JoVE Visualize is a tool created to match the last 5 years of PubMed publications to methods in JoVE's video library.

How does it work?

We use abstracts found on PubMed and match them to JoVE videos to create a list of 10 to 30 related methods videos.

Video X seems to be unrelated to Abstract Y...

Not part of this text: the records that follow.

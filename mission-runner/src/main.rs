//! CI entry point: run one AI agent mission.
//!
//! Resolves the mission, prepares the selected agent CLI, writes the MCP
//! config derived from `.github/sources.yml`, and runs the agent with the
//! primary model (falling back once to `--fallback-model`).

use std::path::PathBuf;

use anyhow::Result;
use chrono::{DateTime, Utc};
use clap::Parser;
use mission_runner::agents::{AgentKind, AgentTool};
use mission_runner::app;
use mission_runner::config::{PullRequestOverrides, RunConfig};
use mission_runner::exit_codes;
use mission_runner::io::github_auth::GithubApi;
use mission_runner::io::mission_text::{DEFAULT_TEMPLATES_DIR, UsageError};
use mission_runner::io::process::SystemRunner;
use mission_runner::io::sources::DEFAULT_SOURCES_CONFIG;
use mission_runner::io::workflow;
use mission_runner::logging;

#[derive(Parser)]
#[command(
    name = "mission-runner",
    version,
    about = "Run an AI coding agent mission (Copilot or Gemini) in CI"
)]
struct Cli {
    /// Agent mission prompt. Exactly one of --mission/--template is required.
    #[arg(long)]
    mission: Option<String>,
    /// Mission template name, read from `<templates-dir>/<name>.md`.
    #[arg(long)]
    template: Option<String>,
    /// Directory holding mission templates.
    #[arg(long, default_value = DEFAULT_TEMPLATES_DIR)]
    templates_dir: PathBuf,
    /// Sources config (YAML list of mcp/web sources). Missing file is fine.
    #[arg(long, default_value = DEFAULT_SOURCES_CONFIG)]
    sources_config: PathBuf,
    /// GitHub token used for gh auth and the Copilot CLI.
    #[arg(long)]
    github_token: Option<String>,
    /// Gemini API key (used with `--cli gemini`).
    #[arg(long, env = "GEMINI_API_KEY", hide_env_values = true)]
    gemini_api_key: Option<String>,
    /// Context files or globs mentioned in the prompt.
    #[arg(long, default_value = ".")]
    context_files: String,
    /// Primary model.
    #[arg(long)]
    model: Option<String>,
    /// Model tried once if the primary model fails.
    #[arg(long)]
    fallback_model: Option<String>,
    /// Tell the agent not to open a pull request.
    #[arg(long)]
    dry_run: bool,
    /// Skip CLI/extension installation and gh auth.
    #[arg(long)]
    skip_setup: bool,
    /// Agent CLI to drive.
    #[arg(long, value_enum, ignore_case = true, default_value_t = AgentKind::Copilot)]
    cli: AgentKind,
    /// File receiving exported variables; prints them when unset.
    #[arg(long, env = "GITHUB_ENV")]
    github_env: Option<PathBuf>,
    /// Home directory for generated tool configs.
    #[arg(long, env = "HOME")]
    home: Option<PathBuf>,
    #[command(flatten)]
    pull_request: PullRequestOverrides,
}

impl Cli {
    fn into_config(self, now: DateTime<Utc>) -> RunConfig {
        RunConfig {
            mission: self.mission,
            template: self.template,
            templates_dir: self.templates_dir,
            sources_config: Some(self.sources_config),
            github_token: self.github_token.unwrap_or_default(),
            gemini_api_key: self.gemini_api_key.filter(|k| !k.is_empty()),
            context_files: self.context_files,
            model: self.model.unwrap_or_default(),
            fallback_model: self.fallback_model,
            dry_run: self.dry_run,
            skip_setup: self.skip_setup,
            agent: self.cli,
            pull_request: self.pull_request.resolve(now),
            github_env: self.github_env,
            home: self.home,
        }
    }
}

fn main() {
    logging::init();
    let cli = Cli::parse();
    if let Err(err) = run(cli) {
        workflow::error(format!("{err:#}"));
        std::process::exit(exit_code_for(&err));
    }
}

fn run(cli: Cli) -> Result<()> {
    let config = cli.into_config(Utc::now());
    let mut agent = AgentTool::new(config.agent);
    let identity = GithubApi::new()?;
    app::run(&config, &mut agent, &SystemRunner, &identity)?;
    Ok(())
}

fn exit_code_for(err: &anyhow::Error) -> i32 {
    if err.downcast_ref::<UsageError>().is_some() {
        exit_codes::INVALID
    } else {
        exit_codes::FAILED
    }
}
//! Resolves the mission text from `--mission` or a named template.

use std::fs;
use std::path::{Path, PathBuf};

use thiserror::Error;
use tracing::debug;

/// Directory holding `<name>.md` mission templates, relative to the workspace.
pub const DEFAULT_TEMPLATES_DIR: &str = ".github/templates";

/// Invalid invocation detected before anything external runs.
#[derive(Debug, Error, PartialEq, Eq)]
pub enum UsageError {
    #[error("both 'mission' and 'template' provided")]
    BothMissionAndTemplate,
    #[error("neither 'mission' nor 'template' provided")]
    NoMission,
    #[error("template file not found: {}", .path.display())]
    TemplateNotFound { path: PathBuf },
}

/// Return the inline mission, or the contents of `<templates_dir>/<template>.md`.
///
/// Empty strings count as "not provided", so exactly one of the two must be non-empty.
pub fn resolve_mission(
    mission: Option<&str>,
    template: Option<&str>,
    templates_dir: &Path,
) -> Result<String, UsageError> {
    let mission = mission.filter(|m| !m.is_empty());
    let template = template.filter(|t| !t.is_empty());

    match (mission, template) {
        (Some(_), Some(_)) => Err(UsageError::BothMissionAndTemplate),
        (None, None) => Err(UsageError::NoMission),
        (Some(mission), None) => Ok(mission.to_string()),
        (None, Some(template)) => {
            let path = templates_dir.join(format!("{template}.md"));
            debug!(path = %path.display(), "reading mission template");
            fs::read_to_string(&path).map_err(|_| UsageError::TemplateNotFound { path })
        }
    }
}

#[cfg(test)]
mod tests {
    use super::*;

    #[test]
    fn inline_mission_is_returned_as_is() {
        let temp = tempfile::tempdir().expect("tempdir");
        let got = resolve_mission(Some("audit skills"), None, temp.path()).expect("resolve");
        assert_eq!(got, "audit skills");
    }

    #[test]
    fn template_is_read_from_templates_dir() {
        let temp = tempfile::tempdir().expect("tempdir");
        fs::write(temp.path().join("audit.md"), "# Audit\nDo the audit.\n").expect("write");

        let got = resolve_mission(None, Some("audit"), temp.path()).expect("resolve");
        assert_eq!(got, "# Audit\nDo the audit.\n");
    }

    #[test]
    fn both_empty_is_rejected() {
        let temp = tempfile::tempdir().expect("tempdir");
        assert_eq!(
            resolve_mission(Some(""), Some(""), temp.path()),
            Err(UsageError::NoMission)
        );
        assert_eq!(
            resolve_mission(None, None, temp.path()),
            Err(UsageError::NoMission)
        );
    }

    #[test]
    fn both_set_is_rejected() {
        let temp = tempfile::tempdir().expect("tempdir");
        assert_eq!(
            resolve_mission(Some("m"), Some("t"), temp.path()),
            Err(UsageError::BothMissionAndTemplate)
        );
    }

    #[test]
    fn missing_template_reports_path() {
        let temp = tempfile::tempdir().expect("tempdir");
        let err = resolve_mission(None, Some("nope"), temp.path()).unwrap_err();
        assert!(err.to_string().contains("nope.md"));
        assert!(matches!(err, UsageError::TemplateNotFound { .. }));
    }
}
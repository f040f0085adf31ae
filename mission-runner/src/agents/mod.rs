//! Agent CLI strategies.
//!
//! The [`AgentCli`] trait decouples the mission policy from the concrete
//! tool. [`AgentTool`] is the closed set the binary can drive; it is chosen
//! once from `--cli` and dispatched by variant. Tests use scripted agents
//! that record calls without spawning processes.

use anyhow::Result;
use clap::ValueEnum;

use crate::io::process::CommandRunner;

pub mod copilot;
pub mod gemini;

pub use copilot::CopilotCli;
pub use gemini::GeminiCli;

/// Capabilities the mission runner needs from an agent tool.
pub trait AgentCli {
    /// Short tool name for log lines.
    fn name(&self) -> &'static str;

    /// Best-effort, idempotent installation of binaries and extensions.
    fn install<R: CommandRunner + ?Sized>(&self, runner: &R) -> Result<()>;

    /// Bind the credential used by later [`AgentCli::run`] calls.
    fn authenticate(&mut self, token: &str) -> Result<()>;

    /// Run one prompt against `model`, streaming the tool's output.
    /// An empty `model` selects the tool's default.
    fn run<R: CommandRunner + ?Sized>(&self, runner: &R, prompt: &str, model: &str)
    -> Result<()>;
}

/// `--cli` value.
#[derive(Debug, Clone, Copy, PartialEq, Eq, ValueEnum)]
pub enum AgentKind {
    Copilot,
    Gemini,
}

impl AgentKind {
    pub fn as_str(self) -> &'static str {
        match self {
            Self::Copilot => "copilot",
            Self::Gemini => "gemini",
        }
    }
}

/// The agent tool selected for this run.
#[derive(Debug, Clone)]
pub enum AgentTool {
    Copilot(CopilotCli),
    Gemini(GeminiCli),
}

impl AgentTool {
    pub fn new(kind: AgentKind) -> Self {
        match kind {
            AgentKind::Copilot => Self::Copilot(CopilotCli::default()),
            AgentKind::Gemini => Self::Gemini(GeminiCli::default()),
        }
    }

    pub fn kind(&self) -> AgentKind {
        match self {
            Self::Copilot(_) => AgentKind::Copilot,
            Self::Gemini(_) => AgentKind::Gemini,
        }
    }
}

impl AgentCli for AgentTool {
    fn name(&self) -> &'static str {
        self.kind().as_str()
    }

    fn install<R: CommandRunner + ?Sized>(&self, runner: &R) -> Result<()> {
        match self {
            Self::Copilot(cli) => cli.install(runner),
            Self::Gemini(cli) => cli.install(runner),
        }
    }

    fn authenticate(&mut self, token: &str) -> Result<()> {
        match self {
            Self::Copilot(cli) => cli.authenticate(token),
            Self::Gemini(cli) => cli.authenticate(token),
        }
    }

    fn run<R: CommandRunner + ?Sized>(
        &self,
        runner: &R,
        prompt: &str,
        model: &str,
    ) -> Result<()> {
        match self {
            Self::Copilot(cli) => cli.run(runner, prompt, model),
            Self::Gemini(cli) => cli.run(runner, prompt, model),
        }
    }
}

#[cfg(test)]
mod tests {
    use super::*;

    #[test]
    fn tool_matches_selected_kind() {
        assert_eq!(AgentTool::new(AgentKind::Copilot).name(), "copilot");
        assert_eq!(AgentTool::new(AgentKind::Gemini).name(), "gemini");
    }

    #[test]
    fn kind_parses_case_insensitively() {
        assert_eq!(
            AgentKind::from_str("Gemini", true).expect("parse"),
            AgentKind::Gemini
        );
        assert!(AgentKind::from_str("claude", true).is_err());
    }
}
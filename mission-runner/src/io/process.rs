//! Child process execution behind an injectable [`CommandRunner`].
//!
//! Agent CLIs stream their output straight into the CI log, so [`CommandRunner::run`]
//! inherits stdout/stderr and only reports whether the child succeeded. Probes
//! that need to inspect output use [`CommandRunner::capture`].

use std::fmt;
use std::process::{Command, ExitStatus, Stdio};

use anyhow::{Context, Result, anyhow};
use tracing::{debug, error, instrument, warn};

/// Program, arguments and extra environment for one child process.
///
/// The child always inherits the parent environment; `envs` are layered on top.
#[derive(Clone, PartialEq, Eq)]
pub struct CommandSpec {
    pub program: String,
    pub args: Vec<String>,
    pub envs: Vec<(String, String)>,
}

impl CommandSpec {
    pub fn new(program: impl Into<String>) -> Self {
        Self {
            program: program.into(),
            args: Vec::new(),
            envs: Vec::new(),
        }
    }

    pub fn arg(mut self, arg: impl Into<String>) -> Self {
        self.args.push(arg.into());
        self
    }

    pub fn args<I, S>(mut self, args: I) -> Self
    where
        I: IntoIterator<Item = S>,
        S: Into<String>,
    {
        self.args.extend(args.into_iter().map(Into::into));
        self
    }

    pub fn env(mut self, key: impl Into<String>, value: impl Into<String>) -> Self {
        self.envs.push((key.into(), value.into()));
        self
    }

    /// `program arg0 arg1 ...`, for error messages.
    pub fn display_line(&self) -> String {
        let mut line = self.program.clone();
        for arg in &self.args {
            line.push(' ');
            line.push_str(arg);
        }
        line
    }

    fn to_command(&self) -> Command {
        let mut cmd = Command::new(&self.program);
        cmd.args(&self.args);
        for (key, value) in &self.envs {
            cmd.env(key, value);
        }
        cmd
    }
}

// Env values carry tokens; keep them out of `{:?}` output.
impl fmt::Debug for CommandSpec {
    fn fmt(&self, f: &mut fmt::Formatter<'_>) -> fmt::Result {
        let env_keys: Vec<&str> = self.envs.iter().map(|(k, _)| k.as_str()).collect();
        f.debug_struct("CommandSpec")
            .field("program", &self.program)
            .field("args", &self.args.len())
            .field("env_keys", &env_keys)
            .finish()
    }
}

/// Captured child process output.
#[derive(Debug, Clone, PartialEq, Eq)]
pub struct CommandOutput {
    pub success: bool,
    pub code: Option<i32>,
    pub stdout: String,
    pub stderr: String,
}

/// Abstraction over spawning child processes.
pub trait CommandRunner {
    /// Run to completion with stdout/stderr passed through. Errors unless the
    /// child exits successfully.
    fn run(&self, cmd: &CommandSpec) -> Result<()>;

    /// Run to completion and capture stdout/stderr. A non-zero exit is reported
    /// through [`CommandOutput::success`], not as an error.
    fn capture(&self, cmd: &CommandSpec) -> Result<CommandOutput>;
}

impl<R: CommandRunner + ?Sized> CommandRunner for &R {
    fn run(&self, cmd: &CommandSpec) -> Result<()> {
        (**self).run(cmd)
    }

    fn capture(&self, cmd: &CommandSpec) -> Result<CommandOutput> {
        (**self).capture(cmd)
    }
}

/// Runner that spawns real processes. Blocks until the child exits.
#[derive(Debug, Clone, Copy, Default)]
pub struct SystemRunner;

impl CommandRunner for SystemRunner {
    #[instrument(skip_all, fields(program = %cmd.program))]
    fn run(&self, cmd: &CommandSpec) -> Result<()> {
        debug!("spawning child process");
        let status = cmd
            .to_command()
            .stdin(Stdio::null())
            .stdout(Stdio::inherit())
            .stderr(Stdio::inherit())
            .status()
            .map_err(|e| {
                error!(err = %e, "failed to spawn command");
                e
            })
            .with_context(|| format!("spawn {}", cmd.program))?;

        debug!(exit_code = ?status.code(), "command finished");
        check_status(&cmd.program, status)
    }

    #[instrument(skip_all, fields(program = %cmd.program))]
    fn capture(&self, cmd: &CommandSpec) -> Result<CommandOutput> {
        debug!("spawning child process (captured)");
        let output = cmd
            .to_command()
            .stdin(Stdio::null())
            .output()
            .with_context(|| format!("spawn {}", cmd.program))?;

        debug!(exit_code = ?output.status.code(), "command finished");
        Ok(CommandOutput {
            success: output.status.success(),
            code: output.status.code(),
            stdout: String::from_utf8_lossy(&output.stdout).into_owned(),
            stderr: String::from_utf8_lossy(&output.stderr).into_owned(),
        })
    }
}

fn check_status(program: &str, status: ExitStatus) -> Result<()> {
    if status.success() {
        return Ok(());
    }
    warn!(program, exit_code = ?status.code(), "command failed");
    match status.code() {
        Some(code) => Err(anyhow!("{program} exited with status {code}")),
        None => Err(anyhow!("{program} was terminated by a signal")),
    }
}

#[cfg(all(test, unix))]
mod tests {
    use super::*;

    #[test]
    fn run_reports_non_zero_exit() {
        let cmd = CommandSpec::new("sh").args(["-c", "exit 3"]);
        let err = SystemRunner.run(&cmd).unwrap_err();
        assert!(err.to_string().contains("exited with status 3"));
    }

    #[test]
    fn run_errors_when_program_is_missing() {
        let cmd = CommandSpec::new("definitely-not-a-real-program-xyz");
        let err = SystemRunner.run(&cmd).unwrap_err();
        assert!(err.to_string().contains("spawn definitely-not-a-real-program-xyz"));
    }

    #[test]
    fn capture_collects_stdout_and_layers_env() {
        let cmd = CommandSpec::new("sh")
            .args(["-c", "printf '%s' \"$MISSION_TEST_VALUE\""])
            .env("MISSION_TEST_VALUE", "hello");
        let output = SystemRunner.capture(&cmd).expect("capture");
        assert!(output.success);
        assert_eq!(output.stdout, "hello");
    }

    #[test]
    fn debug_output_hides_env_values() {
        let cmd = CommandSpec::new("gh").env("GITHUB_TOKEN", "secret-value");
        let rendered = format!("{cmd:?}");
        assert!(rendered.contains("GITHUB_TOKEN"));
        assert!(!rendered.contains("secret-value"));
    }
}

In developing our video relationships, we compare around 5 million PubMed articles to our library of over 4,500 methods videos. In some cases the language used in the PubMed abstracts makes matching that content to a JoVE video difficult. In other cases, there happens not to be any content in our video library that is relevant to the topic of a given abstract. In these cases, our algorithms are trying their best to display videos with relevant content, which can sometimes result in matched videos with only a slight relation.